For those who don’t share my passion, it must sound really weird to hear makeup called a hobby or an art. Over the last six months or so, however, those are exactly what the act of applying makeup has become for me.

Makeup as art

I can’t draw or paint or decorate a house to save my life. I never formally developed those skills when I was younger. I believe I could get better at any of those things if I really applied myself to studying and practicing the techniques, but at this point, what I can already produce just isn’t good enough–doesn’t show enough potential–to motivate me to get better at it.

The thing is, I need an outlet to create something that’s aesthetically pleasing and makes me happy both to see and to share.

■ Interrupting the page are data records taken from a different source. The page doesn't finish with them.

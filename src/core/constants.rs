//! Constants used throughout brewgate.
//!
//! Centralizes magic strings and configuration values.

/// Configuration file name (.brewgate.toml).
pub const CONFIG_FILE: &str = ".brewgate.toml";

/// State directory for matrix workspaces and the cache store.
pub const STATE_DIR: &str = ".brewgate";

/// Cache store directory, relative to the state directory.
pub const CACHE_DIR: &str = "cache";

/// Matrix workspace directory, relative to the state directory.
pub const WORK_DIR: &str = "work";

/// Suffix of a matrix worker's home directory, next to its workspace.
pub const HOME_SUFFIX: &str = ".home";

/// Suffix appended to the source directory while the suite runs.
pub const HIDDEN_SUFFIX: &str = "_";

/// Length of the hex cache key derived from a descriptor identity.
pub const CACHE_KEY_LEN: usize = 16;

/// Shell used for every configured step.
pub const SHELL: &str = "sh";

/// Mode applied to a decrypted credential (owner read-only).
pub const CREDENTIAL_MODE: u32 = 0o400;

/// Entries never copied into a matrix workspace.
pub const WORKSPACE_EXCLUDES: &[&str] = &[".git", STATE_DIR];

/// Environment variables exported to every step.
pub mod env {
    pub const OS: &str = "BREWGATE_OS";
    pub const RUNTIME: &str = "BREWGATE_RUNTIME";
    pub const RUNTIME_VERSION: &str = "BREWGATE_RUNTIME_VERSION";
    pub const TOOLCHAIN: &str = "BREWGATE_TOOLCHAIN";
    pub const DESCRIPTOR: &str = "BREWGATE_DESCRIPTOR";
    pub const CACHE_KEY: &str = "BREWGATE_CACHE_KEY";
}

/// Default build-context variable names (Travis CI).
pub mod travis {
    pub const BRANCH: &str = "TRAVIS_BRANCH";
    pub const TAG: &str = "TRAVIS_TAG";
    pub const OS: &str = "TRAVIS_OS_NAME";
    pub const VERSION: &str = "TRAVIS_PYTHON_VERSION";
    pub const BUILD: &str = "TRAVIS_BUILD_NUMBER";
    pub const TEST_RESULT: &str = "TRAVIS_TEST_RESULT";
}
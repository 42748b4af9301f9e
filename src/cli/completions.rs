//! Completions command.

use clap::CommandFactory;
use clap_complete::{generate, Shell};

use crate::cli::Cli;
use crate::error::Result;

/// Write the completion script for `shell` to stdout.
pub fn execute(shell: Shell) -> Result<()> {
    let mut cmd = Cli::command();
    let name = cmd.get_name().to_string();
    generate(shell, &mut cmd, name, &mut std::io::stdout());
    Ok(())
}
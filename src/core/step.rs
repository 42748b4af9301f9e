//! Shell step execution.
//!
//! Every configured step is a shell string run with `sh -c` in a working
//! directory. A non-zero exit fails the step; nothing is retried.

use std::cell::RefCell;
use std::path::{Path, PathBuf};
use std::process::{Command, Output, Stdio};
use tracing::{debug, trace};

use crate::core::constants;
use crate::error::{Result, Stage, StepError};

/// Runs shell steps in one directory with a fixed set of extra variables.
#[derive(Debug)]
pub struct StepRunner {
    dir: PathBuf,
    env: Vec<(String, String)>,
    capture: bool,
    transcript: RefCell<Vec<u8>>,
}

impl StepRunner {
    /// Runner that streams step output to the terminal.
    pub fn new(dir: impl Into<PathBuf>) -> Self {
        Self {
            dir: dir.into(),
            env: Vec::new(),
            capture: false,
            transcript: RefCell::new(Vec::new()),
        }
    }

    /// Export a variable to every step.
    pub fn env(mut self, key: impl Into<String>, value: impl Into<String>) -> Self {
        self.env.push((key.into(), value.into()));
        self
    }

    /// Record step output instead of streaming it.
    ///
    /// Used when several runners share one terminal.
    pub fn captured(mut self) -> Self {
        self.capture = true;
        self
    }

    pub fn dir(&self) -> &Path {
        &self.dir
    }

    /// Recorded output of captured steps so far.
    pub fn transcript(&self) -> String {
        String::from_utf8_lossy(&self.transcript.borrow()).into_owned()
    }

    fn command(&self, command: &str) -> Command {
        let mut cmd = Command::new(constants::SHELL);
        cmd.arg("-c").arg(command).current_dir(&self.dir);
        for (key, value) in &self.env {
            cmd.env(key, value);
        }
        cmd
    }

    /// Run one step.
    ///
    /// # Errors
    ///
    /// Returns `StepError::Spawn` if the shell cannot start and
    /// `StepError::Failed` on a non-zero exit.
    pub fn run(&self, stage: Stage, command: &str) -> Result<()> {
        debug!(stage = %stage, command = %command, dir = %self.dir.display(), "running step");

        let status = if self.capture {
            let output = self.output(stage, command, Stdio::null())?;
            let mut transcript = self.transcript.borrow_mut();
            transcript.extend_from_slice(format!("$ {}\n", command).as_bytes());
            transcript.extend_from_slice(&output.stdout);
            transcript.extend_from_slice(&output.stderr);
            output.status
        } else {
            self.command(command)
                .status()
                .map_err(|source| StepError::Spawn {
                    stage,
                    command: command.to_string(),
                    source,
                })?
        };

        if !status.success() {
            return Err(StepError::Failed {
                stage,
                command: command.to_string(),
                code: status.code(),
            }
            .into());
        }

        trace!(stage = %stage, "step finished");
        Ok(())
    }

    /// Run steps in order, stopping at the first failure.
    pub fn run_all(&self, stage: Stage, commands: &[String]) -> Result<()> {
        for command in commands {
            self.run(stage, command)?;
        }
        Ok(())
    }

    /// Run one step and return its stdout.
    ///
    /// Stderr is passed through so tool diagnostics stay visible.
    pub fn stdout(&self, stage: Stage, command: &str) -> Result<Vec<u8>> {
        debug!(stage = %stage, command = %command, "capturing step output");

        let output = self.output(stage, command, Stdio::inherit())?;
        if !output.status.success() {
            return Err(StepError::Failed {
                stage,
                command: command.to_string(),
                code: output.status.code(),
            }
            .into());
        }
        Ok(output.stdout)
    }

    fn output(&self, stage: Stage, command: &str, stderr: Stdio) -> Result<Output> {
        let mut cmd = self.command(command);
        cmd.stdin(Stdio::null()).stdout(Stdio::piped());
        if self.capture {
            cmd.stderr(Stdio::piped());
        } else {
            cmd.stderr(stderr);
        }
        cmd.output().map_err(|source| {
            StepError::Spawn {
                stage,
                command: command.to_string(),
                source,
            }
            .into()
        })
    }
}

Turns out that learning how to decorate my face to suit my moods and tastes is the perfect outlet for me. I’m loving trying out new colors, textures, and shapes on my face. At the moment I’m practicing a soft but moody lavender look; I think I’m improving and am pretty happy with today’s attempt, though I still need to work on being braver with blush. (Though the Tony Moly Crystal Blusher I used is a wee bit chalky, so perhaps I couldn’t use a heavier hand with that product anyway.)

Lavender FOTD with Korean makeup products
Front view; please excuse the dismembered Baymax in the background.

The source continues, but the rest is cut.